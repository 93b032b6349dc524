//! Macro for defining strongly-typed string newtypes.
//!
//! Every name newtype shares the same invariant (non-empty string) and the
//! same trait impls, so they are generated from a single invocation.

/// Define a strongly-typed, non-empty string newtype.
///
/// Generates:
/// - The struct with `Debug, Clone, PartialEq, Eq, Hash, PartialOrd, Ord, Serialize`
/// - Custom `Deserialize` (rejects empty strings)
/// - `try_new()` (returns Option), `as_str()`
/// - `Display`, `AsRef<str>`, `Deref<Target=str>`, `Borrow<str>`
/// - `PartialEq<str>`, `PartialEq<&str>`
macro_rules! define_newtype_string {
    (
        $(#[$meta:meta])*
        $vis:vis struct $Name:ident;
    ) => {
        $(#[$meta])*
        #[derive(Debug, Clone, PartialEq, Eq, Hash, PartialOrd, Ord, serde::Serialize)]
        #[serde(transparent)]
        $vis struct $Name(String);

        impl<'de> serde::Deserialize<'de> for $Name {
            fn deserialize<D>(deserializer: D) -> Result<Self, D::Error>
            where
                D: serde::Deserializer<'de>,
            {
                let s = String::deserialize(deserializer)?;
                $Name::try_new(s).ok_or_else(|| {
                    serde::de::Error::custom(concat!(stringify!($Name), " must not be empty"))
                })
            }
        }

        impl $Name {
            /// Try to create a new instance, returning `None` if the name is empty.
            pub fn try_new(name: impl Into<String>) -> Option<Self> {
                let s = name.into();
                if s.trim().is_empty() { None } else { Some(Self(s)) }
            }

            /// Return the underlying name as a string slice.
            pub fn as_str(&self) -> &str {
                &self.0
            }
        }

        impl std::fmt::Display for $Name {
            fn fmt(&self, f: &mut std::fmt::Formatter<'_>) -> std::fmt::Result {
                f.write_str(&self.0)
            }
        }

        impl AsRef<str> for $Name {
            fn as_ref(&self) -> &str { &self.0 }
        }

        impl std::ops::Deref for $Name {
            type Target = str;
            fn deref(&self) -> &str { &self.0 }
        }

        impl std::borrow::Borrow<str> for $Name {
            fn borrow(&self) -> &str { &self.0 }
        }

        impl PartialEq<str> for $Name {
            fn eq(&self, other: &str) -> bool { self.0 == other }
        }

        impl PartialEq<&str> for $Name {
            fn eq(&self, other: &&str) -> bool { self.0 == *other }
        }
    };
}

pub(crate) use define_newtype_string;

ACTIVITY
Select every line above that contains the word "Target", and copy it.

ANSWER TO THIS PROBLEM
/// - `Display`, `AsRef<str>`, `Deref<Target=str>`, `Borrow<str>`
            type Target = str;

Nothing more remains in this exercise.